KHN Morning Briefing

Summaries of health policy coverage from major news organizations

Abortion Rights Supporters, Children’s Groups, GOP Pushing Back On Various Health Law Provisions

"Elective abortions will be prohibited and people with pre-existing conditions will be able to get comprehensive benefits without paying any more than healthy people, under new federal regulations for high-risk health insurance pools released ... by the Obama administration," according to Kaiser Health News. "The state-based pools provision is one of the high-profile features of the new health law taking effect this year. It allocates $5 billion to create plans to cover people who have been uninsured for at least six months and have a pre-existing health condition" (Galewitz, 7/29).

Politico: Abortion-rights groups were "caught completely off-guard" last month when Republicans and anti-abortion groups successfully mobilized to pressure on the Obama administration to keep states from allowing abortion coverage in the insurance pools they were setting up for people with pre-existing conditions.  The administration responded within a day, assuring the groups that the high-risk insurance pools would be banned from covering elective abortions, "a position reaffirmed in a Health and Human Services regulation released on Thursday. ... Planned Parenthood and NARAL didn't publicly petition HHS until after the new ban was imposed. And it took sympathetic Democrats on the Hill a full 10 days to write a letter expressing disappointment with the HHS" (Kliff, 7/30).

Nancy-Ann DeParle, director of the White House Office of Health Reform, wrote about the abortion policy on the White House blog Thursday, saying that "federal dollars would not be used to pay for abortion services except in the rarest of instances under a newly created health insurance program aimed at covering the sick and uninsured ...," Modern Healthcare reports, adding that the "pre-existing condition program will operate until 2014, when a new marketplace for health plans, called an exchange, will kick into effect"  (DoBias, 7/29).

Meanwhile, in other news coverage of developments related to the new health law:  

McKnight's Long-Term Care News: Senate Republicans "have introduced legislation that would repeal the Independent Payment Advisory Board (IPAB) that is part of the healthcare reform law." Sen.

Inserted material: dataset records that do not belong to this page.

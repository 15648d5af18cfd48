//! Config serialization to TOML
//!
//! Single source of truth for config file format.

use super::Config;

/// Quote a string as a TOML basic string
fn quoted(s: &str) -> String {
    format!("\"{}\"", s.replace('\\', "\\\\").replace('"', "\\\""))
}

impl Config {
    /// Serialize [operator], omitting office_id when unset
    fn operator_to_toml(&self) -> String {
        let mut output = format!(
            "[operator]\nid = {}\nrole = {}  # ADMIN, OFFICE_ADMIN, ADVISOR\n",
            quoted(&self.operator.id),
            quoted(self.operator.role.as_str())
        );
        match &self.operator.office_id {
            Some(office) => output.push_str(&format!("office_id = {}\n", quoted(office))),
            None => output.push_str("# office_id = \"office-1\"  # required for OFFICE_ADMIN\n"),
        }
        output
    }

    /// Serialize [assistant]; the API key is never written
    fn assistant_to_toml(&self) -> String {
        let a = &self.assistant;
        let mut output = format!(
            "[assistant]\nprovider = {}  # scripted, openai\napi_base = {}\nmodel = {}\ntimeout_secs = {}\nmax_history = {}\nscripted_delay_ms = {}\n",
            quoted(a.provider.as_str()),
            quoted(&a.api_base),
            quoted(&a.model),
            a.timeout_secs,
            a.max_history,
            a.scripted_delay_ms,
        );
        output.push_str("# Prefer the LUMA_ASSISTANT_API_KEY environment variable\n# api_key = \"sk-...\"\n");
        output
    }

    /// Generate config file content with current values
    pub fn to_toml(&self) -> String {
        format!(
            r#"# luma-chat configuration

# SQLite database with clients, policies and conversations
db_path = {db_path}

# Theme: dark, light
theme = {theme}

# Who is operating the chat screen (env: LUMA_OPERATOR_ID, LUMA_OPERATOR_ROLE)
{operator}
# Assistant that answers questions about policies
{assistant}
# Chat view
[ui]
composer_min_lines = {min_lines}
composer_max_lines = {max_lines}
toast_secs = {toast_secs}
tick_ms = {tick_ms}

# Logging configuration (RUST_LOG env var overrides)
[logging]
level = {log_level}
# File logging (in addition to the TUI buffer or stderr)
file_enabled = {log_file_enabled}
file_dir = {log_file_dir}
file_rotation = {log_file_rotation}  # hourly, daily, never
file_prefix = {log_file_prefix}
"#,
            db_path = quoted(&self.db_path.display().to_string()),
            theme = quoted(&self.theme),
            operator = self.operator_to_toml(),
            assistant = self.assistant_to_toml(),
            min_lines = self.ui.composer_min_lines,
            max_lines = self.ui.composer_max_lines,
            toast_secs = self.ui.toast_secs,
            tick_ms = self.ui.tick_ms,
            log_level = quoted(&self.logging.level),
            log_file_enabled = self.logging.file_enabled,
            log_file_dir = quoted(&self.logging.file_dir.display().to_string()),
            log_file_rotation = quoted(self.logging.file_rotation.as_str()),
            log_file_prefix = quoted(&self.logging.file_prefix),
        )
    }
}
//! Chat screen core: state, reply phases and the service that owns them

pub mod service;
pub mod state;
pub mod streaming;

pub use service::{ChatCommand, ChatHandle, ChatService, ChatSnapshot};
pub use state::{ChatError, ChatState};
pub use streaming::ReplyPhase;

John Cornyn, R-Texas, said the board would have too much independence and power to make decisions about Medicare payments. Supporters of the board say it would have "the authority to make politically difficult decisions regarding healthcare costs to independent agents who would be less likely to be swayed by interest groups or the possibility of losing an election" (McKnight's, 7/30)

The Washington Post: A new analysis by the Commonwealth Fund finds that the law "Congress adopted this spring to reshape the nation's health-care system will be especially beneficial to women, because they traditionally have relied on health care more than men, faced more insurance problems and had greater difficulty paying medical bills" (Goldstein, 7/30). 

The Wall Street Journal: The health overhaul included new requirements for businesses to file a 1099 form to the Internal Revenue Service each time it pays a supplier or service provider more than $600 in a year. The provision has drawn strong protests from business groups and Republicans and "House Democrats were forced to postpone a vote late Thursday on a GOP motion calling for repeal of the reporting requirement. That, in turn, delayed action on an $11 billion bill that expands federally-subsidized bonds for infrastructure projects. House lawmakers may add language to the infrastructure bill to weaken or repeal the IRS reporting regime, Democratic aides said." The provision would have raised $16 billion to help pay for the health law (Vaughan, 7/29).

The Hill: Advocates for children's issues "are pushing back this week" against new rules from the Department of Health and Human Services that will "allow private insurers to deny children trying to enroll in coverage outside of specified open enrollment periods." The new government rule came after some state insurance commissioners noted that plans might be pulling out of their states because of a provision in the law that required them to cover children with pre-existing conditions. "Many private insurers, however, said the provision would simply discourage parents from enrolling healthy children" and seek coverage only when a child was sick (Lillis, 7/29)

Los Angeles Times: And in California, as health care costs continue to soar, lawmakers struggle to take action to control insurance premium increases before adjourning Aug. 31. "August will be a key month as state officials try to forge a strategy to comply with the nation's new healthcare law. Among the law's far-flung provisions is a call for states to develop plans for reviewing 'unreasonable' increases in health insurance premiums."

"Under a provision of the new federal healthcare law that takes effect in September, insurers will have to devote at least 80% of their premiums to medical care. Schwarzenegger says the requirement will dramatically curb the insurance industry's ability to raise rates. Still, advocates of strict rate regulation believe that California needs additional protections. They say the only sure way is to force insurers to ask permission before raising premiums" (Helfand, 7/30).